Read the records and gather each line that includes "crates".

§ §

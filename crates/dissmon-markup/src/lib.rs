//! HTML side of dissmon: a lenient markup tree, label → value queries, and
//! the Record Extractor and listing parser built on them.
//!
//! Everything here is synchronous and free of I/O; documents arrive as
//! strings from whatever [`dissmon_core::source::DocumentSource`] the caller
//! uses.
//!
//! ```no_run
//! use dissmon_core::{case::CaseId, extract::CaseExtractor};
//! use dissmon_markup::{HtmlExtractor, Lexicon};
//!
//! let extractor = HtmlExtractor::new(Lexicon::russian());
//! let id = CaseId::new("ivanov_ii").unwrap();
//! let draft = extractor.parse_case(&id, "<html>…</html>");
//! ```

pub mod dom;
pub mod error;
pub mod extract;
pub mod lexicon;
pub mod listing;
pub mod query;


pub use dom::Document;
pub use error::{Error, Result};
pub use extract::HtmlExtractor;
pub use lexicon::Lexicon;
pub use listing::parse_listing;
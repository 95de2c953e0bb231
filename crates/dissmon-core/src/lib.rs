//! Core types and reconciliation logic for the dissertation-defense monitor.
//!
//! This crate is deliberately free of HTTP, markup and database
//! dependencies. The markup extractor, the SQLite store and the CLI all depend
//! on it; it depends on none of them.

// Store and source traits spell out `impl Future + Send`; implementors use
// plain `async fn`.
#![allow(async_fn_in_trait)]

pub mod activity;
pub mod case;
pub mod changelog;
pub mod config;
pub mod date;
pub mod error;
pub mod extract;
pub mod pipeline;
pub mod reconcile;
pub mod source;
pub mod status;
pub mod store;

pub use error::{Error, Result};
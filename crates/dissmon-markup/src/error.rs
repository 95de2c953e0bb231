//! Error types for the dissmon-markup extractor.

use thiserror::Error;

#[derive(Debug, Error)]
pub enum Error {
  #[error("malformed markup at byte {position}: {message}")]
  Markup { position: u64, message: String },

  #[error("required anchor not found: {0}")]
  MissingAnchor(&'static str),

  #[error("label not found: {0:?}")]
  MissingLabel(String),

  #[error(transparent)]
  Core(#[from] dissmon_core::Error),
}

pub type Result<T, E = Error> = std::result::Result<T, E>;
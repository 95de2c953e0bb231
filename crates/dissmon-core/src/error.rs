//! Error types for `dissmon-core`.

use thiserror::Error;

#[derive(Debug, Error)]
pub enum Error {
  #[error("unrecognised registry date: {0:?}")]
  InvalidDate(String),

  #[error("cannot derive a case id from {0:?}")]
  InvalidCaseId(String),
}

pub type Result<T, E = Error> = std::result::Result<T, E>;
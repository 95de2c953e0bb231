//! Per-pass configuration handed to the orchestrator at call time.

use std::time::Duration;

use chrono::NaiveDate;
use serde::{Deserialize, Serialize};

use crate::case::{CaseRecord, Status};

/// Default terminal-ruling phrase; a stored decision containing it is final.
pub const DEFAULT_FINAL_RULING_PHRASE: &str = "degree revoked";

// ─── Refresh policy ──────────────────────────────────────────────────────────

/// Minimum number of days between re-fetches, per status.
#[derive(Debug, Clone, Copy, PartialEq, Eq, Serialize, Deserialize)]
pub struct RefreshPolicy {
  pub refresh_new_days:     i64,
  pub refresh_current_days: i64,
}

impl Default for RefreshPolicy {
  fn default() -> Self {
    Self {
      refresh_new_days:     30,
      refresh_current_days: 7,
    }
  }
}

impl RefreshPolicy {
  /// Whole days since `record` was last checked, as of `today`.
  pub fn days_since_check(record: &CaseRecord, today: NaiveDate) -> i64 {
    (today - record.last_checked).num_days()
  }

  /// Whether a stored record is due for a re-fetch. Expired records never are.
  pub fn is_due(&self, record: &CaseRecord, today: NaiveDate) -> bool {
    let days = Self::days_since_check(record, today);
    match record.status {
      Status::New => days >= self.refresh_new_days,
      Status::Current => days >= self.refresh_current_days,
      Status::Expired => false,
    }
  }
}

// ─── Pass configuration ──────────────────────────────────────────────────────

#[derive(Debug, Clone, PartialEq, Eq)]
pub struct PassConfig {
  pub refresh:             RefreshPolicy,
  /// A stored decision containing this phrase is never re-fetched.
  pub final_ruling_phrase: String,
  /// Delay inserted between consecutive document fetches.
  pub pacing:              Duration,
}

impl Default for PassConfig {
  fn default() -> Self {
    Self {
      refresh:             RefreshPolicy::default(),
      final_ruling_phrase: DEFAULT_FINAL_RULING_PHRASE.to_owned(),
      pacing:              Duration::ZERO,
    }
  }
}

// ─── Tests ────────────────────────────────────────────────────────────────────

#[cfg(test)]
mod tests {
  use chrono::Duration as Days;

  use super::*;
  use crate::case::tests::record;

  #[test]
  fn thresholds_are_status_dependent() {
    let policy = RefreshPolicy {
      refresh_new_days:     30,
      refresh_current_days: 5,
    };
    let today = NaiveDate::from_ymd_opt(2026, 10, 17).unwrap();

    let mut new = record("a", Status::New);
    new.last_checked = today - Days::days(29);
    assert!(!policy.is_due(&new, today));
    new.last_checked = today - Days::days(30);
    assert!(policy.is_due(&new, today));

    let mut current = record("b", Status::Current);
    current.last_checked = today - Days::days(5);
    assert!(policy.is_due(&current, today));
    current.last_checked = today - Days::days(4);
    assert!(!policy.is_due(&current, today));
  }

  #[test]
  fn expired_is_never_due() {
    let today = NaiveDate::from_ymd_opt(2026, 10, 17).unwrap();
    let mut expired = record("c", Status::Expired);
    expired.last_checked = today - Days::days(10_000);
    assert!(!RefreshPolicy::default().is_due(&expired, today));
  }
}
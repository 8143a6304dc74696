//! Configuration loading and management for the Payroll Run Calculation Engine.
//!
//! This module provides functionality to load company payroll configuration
//! from YAML files, including attendance policy and the effective-dated
//! statutory tables (SSS, PhilHealth, Pag-IBIG, tax brackets, overtime and
//! holiday multipliers).
//!
//! # Example
//!
//! ```no_run
//! use payroll_engine::config::ConfigLoader;
//!
//! let config = ConfigLoader::load("./config/ph2025").unwrap();
//! println!("Loaded company: {}", config.config().company().company_name);
//! ```

mod loader;
mod types;

pub use loader::ConfigLoader;
pub use types::{
    AttendanceDeductionBasis, AttendancePolicy, CompanyPolicy, HolidayPolicy, OvertimePolicy,
    PagIbigBracket, PayrollConfig, PhilHealthTable, SssBracket, StatutoryTableSet, TaxBracket,
};
//! Overtime classification and earning lines.
//!
//! Approved overtime is classified by the day it was rendered on. A rest
//! day that is also a holiday outranks the holiday alone, which outranks
//! the rest day alone; the holiday's kind picks between the regular and
//! special holiday classes.

use chrono::NaiveDate;
use rust_decimal::Decimal;

use crate::config::OvertimePolicy;
use crate::models::{
    ApprovalStatus, Employee, Holiday, HolidayKind, OvertimeKind, OvertimeRequest, PayslipEarning,
};
use crate::rounding::{round_currency, round_quantity};

/// Classifies overtime rendered on a day with the given traits.
///
/// # Example
///
/// ```
/// use payroll_engine::calculation::classify_overtime;
/// use payroll_engine::models::{HolidayKind, OvertimeKind};
///
/// assert_eq!(classify_overtime(false, None), OvertimeKind::Regular);
/// assert_eq!(
///     classify_overtime(true, Some(HolidayKind::Regular)),
///     OvertimeKind::RestDayHoliday,
/// );
/// ```
pub fn classify_overtime(is_rest_day: bool, holiday: Option<HolidayKind>) -> OvertimeKind {
    match (is_rest_day, holiday) {
        (true, Some(_)) => OvertimeKind::RestDayHoliday,
        (false, Some(HolidayKind::Regular)) => OvertimeKind::RegularHoliday,
        (false, Some(HolidayKind::SpecialNonWorking)) => OvertimeKind::SpecialHoliday,
        (true, None) => OvertimeKind::RestDay,
        (false, None) => OvertimeKind::Regular,
    }
}

/// Builds overtime earning lines for one employee over the window.
///
/// Only approved requests dated inside the window count, and only for
/// overtime-eligible employees. Hours are pooled per overtime class, one
/// line per class that received hours, in classification order.
pub fn overtime_earnings(
    employee: &Employee,
    cutoff_start: NaiveDate,
    cutoff_end: NaiveDate,
    requests: &[OvertimeRequest],
    holidays: &[Holiday],
    hourly_rate: Decimal,
    policy: &OvertimePolicy,
) -> Vec<PayslipEarning> {
    if !employee.overtime_eligible {
        return Vec::new();
    }

    let order = [
        OvertimeKind::Regular,
        OvertimeKind::RestDay,
        OvertimeKind::RegularHoliday,
        OvertimeKind::SpecialHoliday,
        OvertimeKind::RestDayHoliday,
    ];
    let mut pooled = [Decimal::ZERO; 5];

    for request in requests {
        if request.status != ApprovalStatus::Approved
            || request.date < cutoff_start
            || request.date > cutoff_end
            || request.hours <= Decimal::ZERO
        {
            continue;
        }
        let holiday = holidays
            .iter()
            .find(|h| h.date == request.date)
            .map(|h| h.kind);
        let kind = classify_overtime(employee.schedule.is_rest_day(request.date), holiday);
        let slot = order
            .iter()
            .position(|k| *k == kind)
            .unwrap_or_default();
        pooled[slot] += request.hours;
    }

    order
        .iter()
        .zip(pooled)
        .filter(|(_, hours)| *hours > Decimal::ZERO)
        .map(|(kind, hours)| {
            let multiplier = policy.multiplier_for(*kind);
            PayslipEarning {
                type_code: kind.type_code().to_string(),
                description: kind.description().to_string(),
                quantity: Some(round_quantity(hours)),
                rate: Some(round_quantity(hourly_rate * multiplier)),
                amount: round_currency(hours * hourly_rate * multiplier),
            }
        })
        .collect()
}
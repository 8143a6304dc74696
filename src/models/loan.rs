//! Employee loans, their amortization schedules, and payment records.
//!
//! A loan is deducted through payroll one amortization at a time. Each
//! amortization is applied by at most one run; applying it produces a
//! [`LoanPayment`] and decrements the parent loan's running balances.

use chrono::{DateTime, NaiveDate, Utc};
use rust_decimal::Decimal;
use serde::{Deserialize, Serialize};
use uuid::Uuid;

/// Lifecycle of a loan.
#[derive(Debug, Clone, Copy, PartialEq, Eq, Serialize, Deserialize)]
#[serde(rename_all = "snake_case")]
pub enum LoanStatus {
    /// Still being repaid.
    Active,
    /// Balance reached zero; no further deductions.
    FullyPaid,
}

/// One due-date-ordered installment of a loan.
#[derive(Debug, Clone, PartialEq, Serialize, Deserialize)]
pub struct LoanAmortization {
    /// Unique identifier for the installment.
    pub id: Uuid,
    /// The date the installment falls due.
    pub due_date: NaiveDate,
    /// Total amount of the installment.
    pub amount: Decimal,
    /// Portion of the amount applied against principal.
    pub principal_portion: Decimal,
    /// Portion of the amount applied against interest.
    pub interest_portion: Decimal,
    /// Set exactly once, by exactly one payroll run.
    #[serde(default)]
    pub paid: bool,
    /// The run that applied this installment.
    #[serde(default)]
    pub paid_by_run: Option<Uuid>,
    /// The payment record the application produced.
    #[serde(default)]
    pub payment_id: Option<Uuid>,
}

/// An employee loan deducted through payroll.
#[derive(Debug, Clone, PartialEq, Serialize, Deserialize)]
pub struct Loan {
    /// Unique identifier for the loan.
    pub id: Uuid,
    /// The borrowing employee.
    pub employee_id: String,
    /// Display description (e.g., "SSS Salary Loan").
    pub description: String,
    /// Outstanding principal.
    pub principal_balance: Decimal,
    /// Outstanding interest.
    pub interest_balance: Decimal,
    /// Outstanding total (principal plus interest).
    pub total_balance: Decimal,
    /// Lower numbers deduct first when several loans compete for net pay.
    pub deduction_priority: i32,
    /// Lifecycle state.
    pub status: LoanStatus,
    /// Installment schedule.
    pub amortizations: Vec<LoanAmortization>,
}

impl Loan {
    /// The earliest unpaid amortization due on or before `cutoff_end`.
    pub fn next_due(&self, cutoff_end: NaiveDate) -> Option<&LoanAmortization> {
        self.amortizations
            .iter()
            .filter(|a| !a.paid && a.due_date <= cutoff_end)
            .min_by_key(|a| a.due_date)
    }
}

/// Payment record produced when a run applies an amortization.
#[derive(Debug, Clone, PartialEq, Serialize, Deserialize)]
pub struct LoanPayment {
    /// Unique identifier for the payment.
    pub id: Uuid,
    /// The loan the payment belongs to.
    pub loan_id: Uuid,
    /// The amortization the payment settled.
    pub amortization_id: Uuid,
    /// The run that produced the payment.
    pub run_id: Uuid,
    /// The borrowing employee.
    pub employee_id: String,
    /// Amount paid.
    pub amount: Decimal,
    /// When the payment was recorded.
    pub paid_at: DateTime<Utc>,
}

§ §

### Solution to this task
filename crates/dissmon-markup/src/lib.rs
filename crates/dissmon-core/src/lib.rs
filename crates/dissmon-markup/src/error.rs
filename crates/dissmon-core/src/error.rs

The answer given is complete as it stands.